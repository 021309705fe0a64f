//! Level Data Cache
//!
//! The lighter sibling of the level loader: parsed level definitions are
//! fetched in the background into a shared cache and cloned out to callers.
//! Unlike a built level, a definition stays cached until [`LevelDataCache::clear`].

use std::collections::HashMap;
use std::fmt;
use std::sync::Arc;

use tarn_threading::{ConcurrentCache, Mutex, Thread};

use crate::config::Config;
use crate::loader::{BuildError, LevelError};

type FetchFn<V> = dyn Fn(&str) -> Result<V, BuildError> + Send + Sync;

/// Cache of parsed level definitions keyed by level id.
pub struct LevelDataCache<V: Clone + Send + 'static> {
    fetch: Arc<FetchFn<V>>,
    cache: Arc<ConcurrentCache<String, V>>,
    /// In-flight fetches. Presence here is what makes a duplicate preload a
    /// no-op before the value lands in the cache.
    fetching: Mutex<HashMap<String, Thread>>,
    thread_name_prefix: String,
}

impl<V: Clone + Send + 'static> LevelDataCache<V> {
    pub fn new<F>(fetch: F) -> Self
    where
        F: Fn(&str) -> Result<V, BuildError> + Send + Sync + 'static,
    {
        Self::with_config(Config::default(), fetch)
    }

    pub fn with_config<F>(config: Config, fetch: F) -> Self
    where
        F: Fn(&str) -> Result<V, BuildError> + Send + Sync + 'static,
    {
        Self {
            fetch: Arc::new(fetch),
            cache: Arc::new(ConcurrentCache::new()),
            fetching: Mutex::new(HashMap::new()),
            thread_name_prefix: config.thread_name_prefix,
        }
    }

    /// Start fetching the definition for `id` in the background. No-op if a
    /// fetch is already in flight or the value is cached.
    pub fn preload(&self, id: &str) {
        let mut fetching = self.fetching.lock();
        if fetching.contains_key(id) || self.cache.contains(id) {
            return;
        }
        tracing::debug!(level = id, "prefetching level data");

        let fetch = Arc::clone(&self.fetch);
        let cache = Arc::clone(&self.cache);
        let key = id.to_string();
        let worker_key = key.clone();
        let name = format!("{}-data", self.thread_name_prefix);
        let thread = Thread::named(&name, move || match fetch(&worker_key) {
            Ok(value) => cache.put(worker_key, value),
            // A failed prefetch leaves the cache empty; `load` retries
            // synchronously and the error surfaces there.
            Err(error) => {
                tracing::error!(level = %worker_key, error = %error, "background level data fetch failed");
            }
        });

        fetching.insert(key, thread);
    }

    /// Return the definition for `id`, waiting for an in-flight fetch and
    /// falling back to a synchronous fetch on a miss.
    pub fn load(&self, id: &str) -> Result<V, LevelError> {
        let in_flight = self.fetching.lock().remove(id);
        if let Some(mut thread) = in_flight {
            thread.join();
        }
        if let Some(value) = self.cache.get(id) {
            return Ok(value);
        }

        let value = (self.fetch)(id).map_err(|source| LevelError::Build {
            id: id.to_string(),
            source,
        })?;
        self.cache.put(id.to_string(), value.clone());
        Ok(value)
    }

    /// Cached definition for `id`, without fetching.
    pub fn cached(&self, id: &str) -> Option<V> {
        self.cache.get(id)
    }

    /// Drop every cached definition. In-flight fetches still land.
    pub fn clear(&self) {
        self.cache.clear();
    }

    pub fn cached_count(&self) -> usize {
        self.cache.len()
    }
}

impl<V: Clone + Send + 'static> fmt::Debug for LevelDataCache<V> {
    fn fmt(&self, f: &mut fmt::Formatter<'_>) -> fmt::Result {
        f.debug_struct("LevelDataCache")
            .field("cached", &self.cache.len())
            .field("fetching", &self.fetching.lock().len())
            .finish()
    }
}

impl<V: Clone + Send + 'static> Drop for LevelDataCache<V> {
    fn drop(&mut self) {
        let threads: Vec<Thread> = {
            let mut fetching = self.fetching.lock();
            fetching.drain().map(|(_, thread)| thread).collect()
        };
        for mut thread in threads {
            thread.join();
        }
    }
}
****************
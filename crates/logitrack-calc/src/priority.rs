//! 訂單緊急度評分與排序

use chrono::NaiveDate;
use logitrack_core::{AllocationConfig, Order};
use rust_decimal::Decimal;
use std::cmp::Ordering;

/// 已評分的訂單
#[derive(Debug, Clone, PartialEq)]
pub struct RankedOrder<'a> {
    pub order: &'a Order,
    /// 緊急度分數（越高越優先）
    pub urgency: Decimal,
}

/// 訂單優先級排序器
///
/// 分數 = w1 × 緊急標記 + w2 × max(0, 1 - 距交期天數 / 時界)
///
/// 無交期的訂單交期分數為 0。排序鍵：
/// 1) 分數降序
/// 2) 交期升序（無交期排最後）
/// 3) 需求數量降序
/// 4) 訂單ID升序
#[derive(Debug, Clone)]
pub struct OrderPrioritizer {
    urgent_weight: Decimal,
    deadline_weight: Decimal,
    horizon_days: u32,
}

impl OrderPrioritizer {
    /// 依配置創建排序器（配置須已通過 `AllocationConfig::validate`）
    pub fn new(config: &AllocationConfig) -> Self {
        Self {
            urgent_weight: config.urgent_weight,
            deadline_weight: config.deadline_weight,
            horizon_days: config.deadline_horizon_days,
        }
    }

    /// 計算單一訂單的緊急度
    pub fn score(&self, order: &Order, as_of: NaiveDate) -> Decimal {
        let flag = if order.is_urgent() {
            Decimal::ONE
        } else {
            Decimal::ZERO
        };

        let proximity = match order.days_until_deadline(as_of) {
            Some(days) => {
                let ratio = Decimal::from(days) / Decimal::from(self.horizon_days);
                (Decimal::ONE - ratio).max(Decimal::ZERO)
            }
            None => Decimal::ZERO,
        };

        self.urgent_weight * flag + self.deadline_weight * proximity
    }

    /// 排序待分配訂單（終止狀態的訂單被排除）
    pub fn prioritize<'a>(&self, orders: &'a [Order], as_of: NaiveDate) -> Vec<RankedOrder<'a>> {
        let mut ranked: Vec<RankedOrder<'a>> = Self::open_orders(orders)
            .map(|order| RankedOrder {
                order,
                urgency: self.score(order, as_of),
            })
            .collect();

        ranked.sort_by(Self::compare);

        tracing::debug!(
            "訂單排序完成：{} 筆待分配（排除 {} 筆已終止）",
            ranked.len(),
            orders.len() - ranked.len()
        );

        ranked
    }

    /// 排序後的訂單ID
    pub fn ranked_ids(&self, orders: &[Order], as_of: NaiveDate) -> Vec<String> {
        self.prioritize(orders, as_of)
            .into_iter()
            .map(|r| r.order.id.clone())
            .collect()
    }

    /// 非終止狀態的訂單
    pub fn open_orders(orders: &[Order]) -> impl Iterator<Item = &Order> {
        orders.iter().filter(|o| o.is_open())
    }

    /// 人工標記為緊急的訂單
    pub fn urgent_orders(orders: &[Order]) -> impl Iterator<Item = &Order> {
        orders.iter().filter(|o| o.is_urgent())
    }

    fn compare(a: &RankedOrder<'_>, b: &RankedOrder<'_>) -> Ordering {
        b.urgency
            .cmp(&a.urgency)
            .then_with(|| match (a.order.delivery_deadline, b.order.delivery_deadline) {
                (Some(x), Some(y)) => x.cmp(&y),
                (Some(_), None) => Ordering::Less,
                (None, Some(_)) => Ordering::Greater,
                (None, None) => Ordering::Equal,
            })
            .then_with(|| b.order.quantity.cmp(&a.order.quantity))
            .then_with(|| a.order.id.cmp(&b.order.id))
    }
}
****************
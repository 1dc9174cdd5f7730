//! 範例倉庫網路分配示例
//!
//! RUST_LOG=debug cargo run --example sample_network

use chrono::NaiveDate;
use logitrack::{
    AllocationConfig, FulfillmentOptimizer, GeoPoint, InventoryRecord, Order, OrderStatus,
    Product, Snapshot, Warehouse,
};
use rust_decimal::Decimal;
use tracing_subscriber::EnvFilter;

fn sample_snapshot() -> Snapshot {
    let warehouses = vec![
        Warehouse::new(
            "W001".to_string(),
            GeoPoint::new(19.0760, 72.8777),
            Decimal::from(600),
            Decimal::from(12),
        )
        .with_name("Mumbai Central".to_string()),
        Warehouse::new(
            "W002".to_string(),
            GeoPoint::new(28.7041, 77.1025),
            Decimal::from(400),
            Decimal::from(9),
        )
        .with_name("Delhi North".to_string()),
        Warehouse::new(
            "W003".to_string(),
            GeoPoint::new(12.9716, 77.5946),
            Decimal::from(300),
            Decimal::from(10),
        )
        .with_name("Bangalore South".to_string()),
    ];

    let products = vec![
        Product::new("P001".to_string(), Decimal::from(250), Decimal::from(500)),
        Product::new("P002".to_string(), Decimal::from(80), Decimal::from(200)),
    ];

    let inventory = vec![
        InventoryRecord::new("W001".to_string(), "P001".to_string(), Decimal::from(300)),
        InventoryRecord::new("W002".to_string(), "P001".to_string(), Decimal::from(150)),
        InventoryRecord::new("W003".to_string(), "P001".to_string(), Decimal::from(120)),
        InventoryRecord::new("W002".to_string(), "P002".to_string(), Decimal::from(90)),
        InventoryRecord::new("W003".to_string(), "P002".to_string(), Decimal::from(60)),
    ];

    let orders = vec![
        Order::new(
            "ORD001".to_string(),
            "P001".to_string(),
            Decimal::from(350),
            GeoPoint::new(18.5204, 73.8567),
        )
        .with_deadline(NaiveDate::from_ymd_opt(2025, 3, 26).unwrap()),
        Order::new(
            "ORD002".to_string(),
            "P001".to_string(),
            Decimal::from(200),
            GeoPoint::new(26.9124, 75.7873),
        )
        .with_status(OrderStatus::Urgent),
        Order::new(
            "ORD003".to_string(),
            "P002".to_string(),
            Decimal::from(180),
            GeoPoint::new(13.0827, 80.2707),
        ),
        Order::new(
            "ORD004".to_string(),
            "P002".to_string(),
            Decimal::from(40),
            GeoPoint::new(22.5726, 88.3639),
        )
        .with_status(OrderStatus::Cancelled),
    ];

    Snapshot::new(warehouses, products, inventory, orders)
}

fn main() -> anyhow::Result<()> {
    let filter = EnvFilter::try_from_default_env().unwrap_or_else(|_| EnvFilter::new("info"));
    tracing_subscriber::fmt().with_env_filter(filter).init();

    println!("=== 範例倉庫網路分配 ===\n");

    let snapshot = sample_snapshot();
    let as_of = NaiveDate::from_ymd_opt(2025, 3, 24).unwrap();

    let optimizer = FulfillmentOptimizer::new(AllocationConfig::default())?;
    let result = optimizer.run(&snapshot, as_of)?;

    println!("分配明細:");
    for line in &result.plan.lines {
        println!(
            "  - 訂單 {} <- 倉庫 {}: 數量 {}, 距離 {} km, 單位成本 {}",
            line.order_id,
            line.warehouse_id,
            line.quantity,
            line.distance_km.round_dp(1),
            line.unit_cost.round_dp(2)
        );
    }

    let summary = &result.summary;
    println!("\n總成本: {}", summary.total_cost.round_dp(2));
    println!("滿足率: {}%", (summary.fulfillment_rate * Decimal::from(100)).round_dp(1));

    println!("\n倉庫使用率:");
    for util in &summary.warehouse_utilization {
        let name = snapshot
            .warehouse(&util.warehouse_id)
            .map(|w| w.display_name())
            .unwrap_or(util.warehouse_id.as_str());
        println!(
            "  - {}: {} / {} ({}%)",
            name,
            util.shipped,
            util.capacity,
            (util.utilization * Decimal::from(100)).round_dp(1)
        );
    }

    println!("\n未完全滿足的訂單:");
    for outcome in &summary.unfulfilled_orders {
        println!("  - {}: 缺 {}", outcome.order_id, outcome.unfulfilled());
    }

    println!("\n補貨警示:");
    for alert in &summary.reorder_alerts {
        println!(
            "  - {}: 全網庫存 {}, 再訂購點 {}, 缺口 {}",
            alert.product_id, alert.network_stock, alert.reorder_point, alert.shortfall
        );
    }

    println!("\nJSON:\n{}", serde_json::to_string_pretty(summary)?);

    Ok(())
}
****************
*What is being asked*
The string "println" appears on some lines of the data; count those lines and report only how many there are.

*Response*
12